It’s enough to drive a girl nuts. I’m trying to finish Joss. I’m trying really hard. But I ran into a damned wall.
That’s not exactly a new occurrence. Sooner or later, I run into a wall in every book. But I think I’d convinced myself this time–since I was so close to the end–this time I was going to make it through. I’d got it down, got it right, all I had to do was hang onto Joss and he’d drag me to the end.
Only I’m in Zeke’s POV. And I ran into a damned wall. Changing POVs didn’t work. I need Zeke’s. Writing by hand didn’t help. Free-writing, word wars, threats from my writer friends–nothing. I was well and truly stuck.
Then after three days, I’m hanging out in a chatroom full of writer friends, and we’re flinging craziness back and forth, and with encouragement I go and open the document and reach for that Joss place in the back of my head.
And that son of a bitch is drunk. Long past dancing on the bar, he’s wearing one sock and nothing else, mumbling how I’m a true friend as I try to pick his stinky, sticky, bare ass out from under the table.
I was furious. Mad as hell. How dare he go get drunk while I’m trying so hard? A couple more scenes, and then he could have had the party to end all parties, and I wouldn’t have cared except to bang on the wall when he got too loud.
But no. Drunk off his ass, and what was I supposed to do now?
Slowly, though, so slowly–as in a couple more days of writing time wasted, I started to see.

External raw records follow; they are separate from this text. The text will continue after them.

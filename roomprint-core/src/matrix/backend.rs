//! Matrix Backend Selection
//!
//! The pure kernel in [`crate::matrix`] is always correct and always present.
//! With the `accelerated` feature, an `nalgebra` implementation can stand in
//! for it. Which one is used is decided once by [`init`] and held in
//! process-wide state until [`teardown`]:
//!
//! ```text
//! Uninitialised ──init()──→ Pure | Accelerated ──teardown()──→ Uninitialised
//! ```
//!
//! Before `init`, [`active_backend`] answers with the pure kernel, so callers
//! never need to check. Both implementations are held to the same test
//! vectors; results agree to floating-point tolerance.
//!
//! ```rust
//! use roomprint_core::matrix::{self, Matrix};
//!
//! matrix::init();
//! let a = Matrix::from_diagonal(&[4.0, 9.0]);
//! let l = matrix::active_backend().cholesky(&a).unwrap();
//! assert!((l[(1, 1)] - 3.0).abs() < 1e-6);
//! ```

use core::sync::atomic::{AtomicU8, Ordering};

use super::{Matrix, MatrixResult};
use crate::logging::log_info;

const STATE_UNINITIALISED: u8 = 0;
const STATE_PURE: u8 = 1;
const STATE_ACCELERATED: u8 = 2;

static BACKEND_STATE: AtomicU8 = AtomicU8::new(STATE_UNINITIALISED);

/// Which kernel implementation is active
#[derive(Debug, Clone, Copy, PartialEq, Eq)]
pub enum BackendKind {
    /// Portable implementation in this crate
    Pure,
    /// `nalgebra`-backed implementation
    Accelerated,
}

/// Operations the UKF delegates to a backend
pub trait MatrixBackend: Sync {
    /// Which implementation this is
    fn kind(&self) -> BackendKind;

    /// Lower Cholesky factor of a regularised symmetric matrix
    fn cholesky(&self, a: &Matrix) -> MatrixResult<Matrix>;

    /// Inverse of a regularised square matrix
    fn invert(&self, a: &Matrix) -> MatrixResult<Matrix>;

    /// Matrix product
    fn multiply(&self, a: &Matrix, b: &Matrix) -> MatrixResult<Matrix>;
}

/// Portable kernel
#[derive(Debug, Clone, Copy, Default)]
pub struct PureBackend;

impl MatrixBackend for PureBackend {
    fn kind(&self) -> BackendKind {
        BackendKind::Pure
    }

    fn cholesky(&self, a: &Matrix) -> MatrixResult<Matrix> {
        super::cholesky(a)
    }

    fn invert(&self, a: &Matrix) -> MatrixResult<Matrix> {
        super::invert(a)
    }

    fn multiply(&self, a: &Matrix, b: &Matrix) -> MatrixResult<Matrix> {
        super::multiply(a, b)
    }
}

static PURE: PureBackend = PureBackend;

#[cfg(feature = "accelerated")]
pub use accelerated::NalgebraBackend;

#[cfg(feature = "accelerated")]
mod accelerated {
    use nalgebra::DMatrix;

    use super::{BackendKind, MatrixBackend};
    use crate::constants::ukf::MATRIX_REGULARIZATION;
    use crate::matrix::{Matrix, MatrixError, MatrixResult};

    /// `nalgebra`-backed kernel
    #[derive(Debug, Clone, Copy, Default)]
    pub struct NalgebraBackend;

    fn to_dmatrix(m: &Matrix) -> DMatrix<f64> {
        DMatrix::from_row_slice(m.rows(), m.cols(), m.as_slice())
    }

    fn from_dmatrix(m: &DMatrix<f64>) -> Matrix {
        let mut out = Matrix::zeros(m.nrows(), m.ncols());
        for i in 0..m.nrows() {
            for j in 0..m.ncols() {
                out[(i, j)] = m[(i, j)];
            }
        }
        out
    }

    fn regularised(a: &Matrix) -> MatrixResult<DMatrix<f64>> {
        if !a.is_square() {
            return Err(MatrixError::DimensionMismatch {
                left_rows: a.rows(),
                left_cols: a.cols(),
                right_rows: a.rows(),
                right_cols: a.cols(),
            });
        }
        let n = a.rows();
        Ok(to_dmatrix(a) + DMatrix::<f64>::identity(n, n) * MATRIX_REGULARIZATION)
    }

    impl MatrixBackend for NalgebraBackend {
        fn kind(&self) -> BackendKind {
            BackendKind::Accelerated
        }

        fn cholesky(&self, a: &Matrix) -> MatrixResult<Matrix> {
            let m = regularised(a)?;
            m.cholesky()
                .map(|c| from_dmatrix(&c.l()))
                .ok_or(MatrixError::NotPositiveDefinite)
        }

        fn invert(&self, a: &Matrix) -> MatrixResult<Matrix> {
            let m = regularised(a)?;
            match m.try_inverse() {
                Some(inv) => {
                    let inv = from_dmatrix(&inv);
                    if inv.is_finite() && crate::matrix::is_well_conditioned(a, &inv) {
                        Ok(inv)
                    } else {
                        Err(MatrixError::Singular)
                    }
                }
                None => Err(MatrixError::Singular),
            }
        }

        fn multiply(&self, a: &Matrix, b: &Matrix) -> MatrixResult<Matrix> {
            if a.cols() != b.rows() {
                return Err(MatrixError::DimensionMismatch {
                    left_rows: a.rows(),
                    left_cols: a.cols(),
                    right_rows: b.rows(),
                    right_cols: b.cols(),
                });
            }
            Ok(from_dmatrix(&(to_dmatrix(a) * to_dmatrix(b))))
        }
    }

    pub(super) static NALGEBRA: NalgebraBackend = NalgebraBackend;
}

/// Detect the best available backend and make it active
///
/// Idempotent: once initialised, later calls return the existing choice.
pub fn init() -> BackendKind {
    let detected = if cfg!(feature = "accelerated") {
        STATE_ACCELERATED
    } else {
        STATE_PURE
    };

    match BACKEND_STATE.compare_exchange(
        STATE_UNINITIALISED,
        detected,
        Ordering::AcqRel,
        Ordering::Acquire,
    ) {
        Ok(_) => {
            let kind = kind_of(detected);
            log_info!("Matrix backend initialised: {:?}", kind);
            kind
        }
        Err(existing) => kind_of(existing),
    }
}

/// Return to the uninitialised state
///
/// [`active_backend`] falls back to the pure kernel until the next [`init`].
pub fn teardown() {
    BACKEND_STATE.store(STATE_UNINITIALISED, Ordering::Release);
}

/// True when [`init`] selected the accelerated backend
pub fn is_acceleration_available() -> bool {
    BACKEND_STATE.load(Ordering::Acquire) == STATE_ACCELERATED
}

/// Backend chosen by [`init`], or the pure kernel before initialisation
pub fn active_backend() -> &'static dyn MatrixBackend {
    match BACKEND_STATE.load(Ordering::Acquire) {
        #[cfg(feature = "accelerated")]
        STATE_ACCELERATED => &accelerated::NALGEBRA,
        _ => &PURE,
    }
}

/// Every backend compiled into this build, pure first
pub fn available_backends() -> alloc::vec::Vec<&'static dyn MatrixBackend> {
    #[allow(unused_mut)]
    let mut backends: alloc::vec::Vec<&'static dyn MatrixBackend> = alloc::vec![&PURE];
    #[cfg(feature = "accelerated")]
    backends.push(&accelerated::NALGEBRA);
    backends
}

fn kind_of(state: u8) -> BackendKind {
    if state == STATE_ACCELERATED {
        BackendKind::Accelerated
    } else {
        BackendKind::Pure
    }
}
//! Multi-Scanner UKF and Matrix Kernel Constants

// ===== NOISE MODEL =====

/// Random-walk process noise per scanner (dB² per second).
///
/// Larger than the scalar profile noise: the UKF tracks a live, possibly
/// moving device rather than a learned room mean.
///
/// Source: Walking-speed RSSI change of a few dB per second
pub const UKF_PROCESS_NOISE: f64 = 0.5;

/// Measurement noise per scanner reading (dB²).
///
/// Source: Indoor BLE RSSI spread (σ ≈ 4 dB)
pub const UKF_MEASUREMENT_NOISE: f64 = 16.0;

/// Variance of a scanner added without a reading (dB²).
pub const UKF_INITIAL_VARIANCE: f64 = 100.0;

/// State assigned to a scanner added without a reading (dBm).
///
/// Source: Typical edge-of-range BLE reading
pub const UKF_INITIAL_RSSI_DBM: f64 = -80.0;

/// Floor on every covariance diagonal entry (dB²).
///
/// Prevents the covariance from collapsing over unbounded runtimes.
pub const UKF_MIN_VARIANCE: f64 = 0.01;

/// Smallest elapsed time applied by timestamped updates (seconds).
pub const UKF_MIN_DT_SECONDS: f64 = 0.1;

/// Largest elapsed time applied by timestamped updates (seconds).
pub const UKF_MAX_DT_SECONDS: f64 = 30.0;

// ===== SIGMA POINTS =====

/// Sigma point spread (α).
///
/// Source: Van der Merwe scaled unscented transform
pub const UKF_ALPHA: f64 = 0.5;

/// Prior distribution knowledge (β), 2 is optimal for Gaussians.
pub const UKF_BETA: f64 = 2.0;

/// Secondary scaling (κ).
pub const UKF_KAPPA: f64 = 0.0;

// ===== FINGERPRINT MATCHING =====

/// Fewest shared scanners for a Mahalanobis comparison.
///
/// A single dimension carries no shape information, only level.
pub const MIN_FINGERPRINT_OVERLAP: usize = 2;

/// Floor on a profile's per-scanner variance in the joint covariance (dB²).
///
/// Source: Engineering judgment
pub const MIN_PROFILE_VARIANCE: f64 = 1.0;

// ===== MATRIX KERNEL =====

/// Diagonal regularisation added before Cholesky and inversion.
///
/// Source: Numerical safety margin for f64 covariance matrices
pub const MATRIX_REGULARIZATION: f64 = 1e-9;

/// Smallest pivot accepted by Gauss-Jordan inversion.
pub const MATRIX_PIVOT_EPSILON: f64 = 1e-12;

/// Largest accepted ‖A‖max × ‖A⁻¹‖max before an inverse is rejected.
///
/// Source: Leaves ~8 significant digits of an f64 result
pub const MATRIX_MAX_CONDITION: f64 = 1e8;
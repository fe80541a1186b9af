//! Constants for Roomprint Core
//!
//! This module provides centralized, documented defaults used throughout the
//! estimation engine. Every configuration struct takes its `Default` from here,
//! and every value can be overridden at construction time.
//!
//! ## Organization
//!
//! Constants are grouped by component:
//! - **Filters**: Kalman 1D, adaptive noise, EMA + CUSUM
//! - **Correlation**: dual-pool weighting, maturity, eviction, scoring
//! - **UKF**: multi-scanner noise model, sigma points, matrix kernel
//!
//! ## Units
//!
//! RSSI values are dBm, deltas are dB, variances are dB², times are seconds.

/// Scalar filter defaults.
pub mod filters;

/// Profile and correlation defaults.
pub mod correlation;

/// Multi-scanner filter and matrix kernel defaults.
pub mod ukf;

pub use filters::{
    KALMAN_PROCESS_NOISE, KALMAN_MEASUREMENT_NOISE, REF_POWER_DEFAULT_DBM,
    EMA_ALPHA, CUSUM_DRIFT, CUSUM_THRESHOLD,
};

pub use correlation::{
    BUTTON_WEIGHT_MULTIPLIER, PAIR_MATURITY_SAMPLES, ABSOLUTE_MATURITY_SAMPLES,
    ROOM_PAIR_MATURITY_SAMPLES, MAX_AREA_CORRELATIONS, MAX_ROOM_PAIRS,
    NEUTRAL_MATCH_SCORE,
};

pub use ukf::{
    UKF_PROCESS_NOISE, UKF_MEASUREMENT_NOISE, UKF_MIN_VARIANCE, MIN_FINGERPRINT_OVERLAP,
};
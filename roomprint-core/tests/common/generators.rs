//! Seeded RSSI generators
//!
//! Every generator is deterministic for a given seed so failures reproduce.

use std::collections::BTreeMap;

use rand::rngs::StdRng;
use rand::{Rng, SeedableRng};

/// Gaussian noise source
pub struct NoiseSource {
    rng: StdRng,
}

impl NoiseSource {
    pub fn new(seed: u64) -> Self {
        Self {
            rng: StdRng::seed_from_u64(seed),
        }
    }

    /// Standard normal sample (Box-Muller)
    pub fn standard_normal(&mut self) -> f64 {
        let u1: f64 = self.rng.gen_range(f64::EPSILON..1.0);
        let u2: f64 = self.rng.gen();
        (-2.0 * u1.ln()).sqrt() * (2.0 * std::f64::consts::PI * u2).cos()
    }

    /// `mean + sigma * N(0, 1)`
    pub fn gaussian(&mut self, mean: f64, sigma: f64) -> f64 {
        mean + sigma * self.standard_normal()
    }

    /// True with probability `p`
    pub fn chance(&mut self, p: f64) -> bool {
        self.rng.gen_bool(p.clamp(0.0, 1.0))
    }
}

/// Noisy advertisement stream for a device standing still
pub struct RssiGenerator {
    noise: NoiseSource,
    means: BTreeMap<String, f64>,
    sigma: f64,
    dropout: f64,
}

impl RssiGenerator {
    pub fn new(seed: u64, means: &[(&str, f64)], sigma: f64) -> Self {
        Self {
            noise: NoiseSource::new(seed),
            means: means.iter().map(|(k, v)| (k.to_string(), *v)).collect(),
            sigma,
            dropout: 0.0,
        }
    }

    /// Drop each scanner from a sample with probability `p`
    pub fn with_dropout(mut self, p: f64) -> Self {
        self.dropout = p;
        self
    }

    /// Move the device: new true means per scanner
    pub fn relocate(&mut self, means: &[(&str, f64)]) {
        self.means = means.iter().map(|(k, v)| (k.to_string(), *v)).collect();
    }

    /// One noisy sample across all scanners that heard the device
    pub fn sample(&mut self) -> BTreeMap<String, f64> {
        let mut out = BTreeMap::new();
        for (scanner, mean) in &self.means {
            if self.dropout > 0.0 && self.noise.chance(self.dropout) {
                continue;
            }
            out.insert(scanner.clone(), self.noise.gaussian(*mean, self.sigma));
        }
        out
    }

    /// Noisy value for one scanner
    pub fn sample_one(&mut self, scanner: &str) -> f64 {
        let mean = self.means.get(scanner).copied().unwrap_or(-100.0);
        self.noise.gaussian(mean, self.sigma)
    }
}
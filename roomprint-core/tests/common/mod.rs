//! Common test utilities for integration tests
//!
//! This module provides:
//! - Seeded RSSI generators with Gaussian noise and dropouts
//! - A small house layout with per-room signal patterns
//! - Helpers that train area and room profiles from that layout

#![allow(dead_code)]

pub mod generators;
pub mod scenarios;

use std::collections::BTreeMap;

/// Build a readings map from `(scanner, rssi)` pairs
pub fn readings(pairs: &[(&str, f64)]) -> BTreeMap<String, f64> {
    pairs.iter().map(|(k, v)| (k.to_string(), *v)).collect()
}

#[macro_export]
macro_rules! assert_within_tolerance {
    ($actual:expr, $expected:expr, $tolerance:expr) => {
        let actual: f64 = $actual;
        let expected: f64 = $expected;
        let diff = (actual - expected).abs();
        if diff > $tolerance {
            panic!(
                "Value {} not within tolerance {} of expected {} (diff: {})",
                actual, $tolerance, expected, diff
            );
        }
    };
}

#[macro_export]
macro_rules! assert_probability {
    ($value:expr) => {
        let value: f64 = $value;
        if !(0.0..=1.0).contains(&value) {
            panic!("Value {} is not a probability", value);
        }
    };
}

And I cussed my voices more. Stupid muses. Couldn’t tell me five pages and five days ago that I was going the wrong way. No. They let me run into that wall. Then they let me stew for days, then gave me a drunken MC.
Couldn’t they just have said, “Hey. Zeke will never figure it out on his own, and Joss won’t tell him willingly. But get him drunk and he’ll slip up just enough. One comment, and then the ninjas, and it all snaps together.”
Oh no. Couldn’t make it fucking easy, could they?
Bastards. Makes me wonder whose side they’re on.